Una madre de Jarkov refugiada en Leópolis durante dos meses, donde vivió el miedo de los bombardeos. Luego llegó a Italia, donde pudo participar en los Ejercicios espirituales de la Fraternidad (de Huellas de junio)
Luca Fiore

Me encuentro con Laly Liparteliani en un bar situado en la plaza de la Victoria de Brescia. Hablar con una mujer ucraniana en una plaza que se llama así impresiona en este momento. Es la palabra clave de la propaganda del gobierno de Kiev. No puede haber ninguna otra victoria en Ucrania sin la militar. Todas las demás, como la de Eurovisión, por ejemplo, están al servicio de esa victoria. Laly salió huyendo de Jarkov y se refugió en Leópolis durante dos meses. Finalmente llegó a Italia, desde donde describe su sensación de injusticia y miedo, la incertidumbre ante el futuro que domina en ella y en la gente de su país. Nada de retórica ni concesiones con el invasor ruso. Pero la victoria de la que ella habla es algo totalmente distinto. Después de participar en los Ejercicios espirituales de la Fraternidad de CL, puede mirar de otra manera y entender mejor lo que está pasando.

«Cuando nos vimos obligados a salir de Jarkov, tuve el mismo sentimiento de rebelión que cuando mi marido murió de un infarto, hace un año. Nadie me había preguntado antes si estaba preparada para vivir sin él. Y ahora, en cuestión de horas, he tenido que hacer las maletas y escapar. Tampoco esta vez nadie me ha preguntado si estaba de acuerdo. Una noche me llamaron y me dijeron: prepáralo todo para partir. ¿Pero qué es todo? ¿Cómo se mete toda una vida en una maleta?

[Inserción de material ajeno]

//! Tool domain entities

use crate::core::error::DomainError;
use serde::{Deserialize, Serialize};
use std::collections::{BTreeMap, BTreeSet};

/// Identifier of a built-in tool.
///
/// The set is closed: a name the model invents that is not listed here
/// never reaches a handler.
#[derive(Debug, Clone, Copy, PartialEq, Eq, Hash, PartialOrd, Ord, Serialize, Deserialize)]
#[serde(rename_all = "snake_case")]
pub enum ToolName {
    ListFiles,
    ReadFile,
    WriteFile,
}

impl ToolName {
    pub const ALL: [ToolName; 3] = [ToolName::ListFiles, ToolName::ReadFile, ToolName::WriteFile];

    pub fn as_str(&self) -> &'static str {
        match self {
            ToolName::ListFiles => "list_files",
            ToolName::ReadFile => "read_file",
            ToolName::WriteFile => "write_file",
        }
    }

    /// Whether the tool only observes the workspace
    pub fn is_read_only(&self) -> bool {
        !matches!(self, ToolName::WriteFile)
    }
}

impl std::fmt::Display for ToolName {
    fn fmt(&self, f: &mut std::fmt::Formatter<'_>) -> std::fmt::Result {
        write!(f, "{}", self.as_str())
    }
}

impl std::str::FromStr for ToolName {
    type Err = DomainError;

    fn from_str(s: &str) -> Result<Self, Self::Err> {
        ToolName::ALL
            .into_iter()
            .find(|t| t.as_str() == s)
            .ok_or_else(|| DomainError::UnknownTool(s.to_string()))
    }
}

/// Set of tools a role is allowed to call
#[derive(Debug, Clone, Default, PartialEq, Eq, Serialize, Deserialize)]
pub struct ToolSet(BTreeSet<ToolName>);

impl ToolSet {
    pub fn new(tools: impl IntoIterator<Item = ToolName>) -> Self {
        Self(tools.into_iter().collect())
    }

    /// `list_files`, `read_file` and `write_file`
    pub fn full() -> Self {
        Self::new(ToolName::ALL)
    }

    /// `list_files` and `read_file`
    pub fn read_only() -> Self {
        Self::new(ToolName::ALL.into_iter().filter(ToolName::is_read_only))
    }

    pub fn contains(&self, tool: ToolName) -> bool {
        self.0.contains(&tool)
    }

    pub fn iter(&self) -> impl Iterator<Item = ToolName> + '_ {
        self.0.iter().copied()
    }

    pub fn is_empty(&self) -> bool {
        self.0.is_empty()
    }

    pub fn names(&self) -> Vec<&'static str> {
        self.iter().map(|t| t.as_str()).collect()
    }
}

/// Definition of a tool that can be offered to a model
#[derive(Debug, Clone, PartialEq, Serialize, Deserialize)]
pub struct ToolDefinition {
    /// Tool identifier
    pub name: ToolName,
    /// Human-readable description shown to the model
    pub description: String,
    /// Parameter specifications
    pub parameters: Vec<ToolParameter>,
}

/// Parameter specification for a tool
#[derive(Debug, Clone, PartialEq, Serialize, Deserialize)]
pub struct ToolParameter {
    /// Parameter name
    pub name: String,
    /// Parameter description
    pub description: String,
    /// Whether this parameter is required
    pub required: bool,
    /// Parameter type hint (e.g., "string", "path")
    pub param_type: String,
    /// Value used when the argument is omitted
    #[serde(skip_serializing_if = "Option::is_none")]
    pub default: Option<serde_json::Value>,
}

impl ToolDefinition {
    pub fn new(name: ToolName, description: impl Into<String>) -> Self {
        Self {
            name,
            description: description.into(),
            parameters: Vec::new(),
        }
    }

    pub fn with_parameter(mut self, param: ToolParameter) -> Self {
        self.parameters.push(param);
        self
    }

    pub fn parameter(&self, name: &str) -> Option<&ToolParameter> {
        self.parameters.iter().find(|p| p.name == name)
    }
}

impl ToolParameter {
    pub fn new(name: impl Into<String>, description: impl Into<String>, required: bool) -> Self {
        Self {
            name: name.into(),
            description: description.into(),
            required,
            param_type: "string".to_string(),
            default: None,
        }
    }

    pub fn with_type(mut self, param_type: impl Into<String>) -> Self {
        self.param_type = param_type.into();
        self
    }

    pub fn with_default(mut self, default: impl Into<serde_json::Value>) -> Self {
        self.default = Some(default.into());
        self
    }
}

/// Registry of tool definitions, keyed by [`ToolName`]
#[derive(Debug, Clone, Default)]
pub struct ToolSpec {
    tools: BTreeMap<ToolName, ToolDefinition>,
}

impl ToolSpec {
    pub fn new() -> Self {
        Self {
            tools: BTreeMap::new(),
        }
    }

    pub fn register(mut self, tool: ToolDefinition) -> Self {
        self.tools.insert(tool.name, tool);
        self
    }

    pub fn get(&self, name: ToolName) -> Option<&ToolDefinition> {
        self.tools.get(&name)
    }

    /// Look up a definition by the raw name a model used
    pub fn get_by_name(&self, name: &str) -> Option<&ToolDefinition> {
        name.parse::<ToolName>().ok().and_then(|t| self.get(t))
    }

    /// All definitions, ordered by name
    pub fn all(&self) -> impl Iterator<Item = &ToolDefinition> {
        self.tools.values()
    }

    pub fn names(&self) -> impl Iterator<Item = ToolName> + '_ {
        self.tools.keys().copied()
    }

    /// Definitions restricted to `allowed`, ordered by name
    pub fn filtered(&self, allowed: &ToolSet) -> Vec<ToolDefinition> {
        self.all()
            .filter(|t| allowed.contains(t.name))
            .cloned()
            .collect()
    }
}

/// A model-issued request to invoke a tool
///
/// `name` is kept as the raw string the model produced; it is only resolved
/// to a [`ToolName`] at dispatch time.
#[derive(Debug, Clone, PartialEq, Serialize, Deserialize)]
pub struct ToolCall {
    /// Identifier assigned by the backend, echoed back in the tool result
    pub call_id: String,
    /// Name of the tool to call
    pub name: String,
    /// Arguments passed to the tool
    #[serde(default)]
    pub arguments: serde_json::Map<String, serde_json::Value>,
}

impl ToolCall {
    pub fn new(call_id: impl Into<String>, name: impl Into<String>) -> Self {
        Self {
            call_id: call_id.into(),
            name: name.into(),
            arguments: serde_json::Map::new(),
        }
    }

    pub fn with_arg(mut self, key: impl Into<String>, value: impl Into<serde_json::Value>) -> Self {
        self.arguments.insert(key.into(), value.into());
        self
    }

    /// Resolve the raw name against the closed tool set
    pub fn tool_name(&self) -> Result<ToolName, DomainError> {
        self.name.parse()
    }

    /// Get a string argument
    pub fn get_string(&self, key: &str) -> Option<&str> {
        self.arguments.get(key).and_then(|v| v.as_str())
    }

    /// Get a required string argument or return an error message
    pub fn require_string(&self, key: &str) -> Result<&str, String> {
        self.get_string(key)
            .ok_or_else(|| format!("Missing required argument: {}", key))
    }
}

Pero tenía que poner a salvo a mis hijos, Maria y Georgij, así que me subí al coche». Junto a Elena Mazzola y sus amigos de Emaús (una ONG de Jarkov que trabaja con huérfanos con discapacidad), Laly intentó cruzar la frontera a principios de marzo. Pero no lo logró. Georgij, su hijo mayor, acababa de cumplir 18 años y la ley marcial le prohibía abandonar el país. Habría podido dejar al chico y huir con su hija pequeña, pero no lo hizo. «Sobrevivimos a la muerte de mi marido y logramos volver a mirar a la cara a la realidad porque permanecimos juntos. También pensé que mi marido no lo habría hecho nunca. No quería elegir entre mis dos hijos». Así que, mientras Elena y los demás siguieron rumbo a Italia, ella se quedó en Leópolis.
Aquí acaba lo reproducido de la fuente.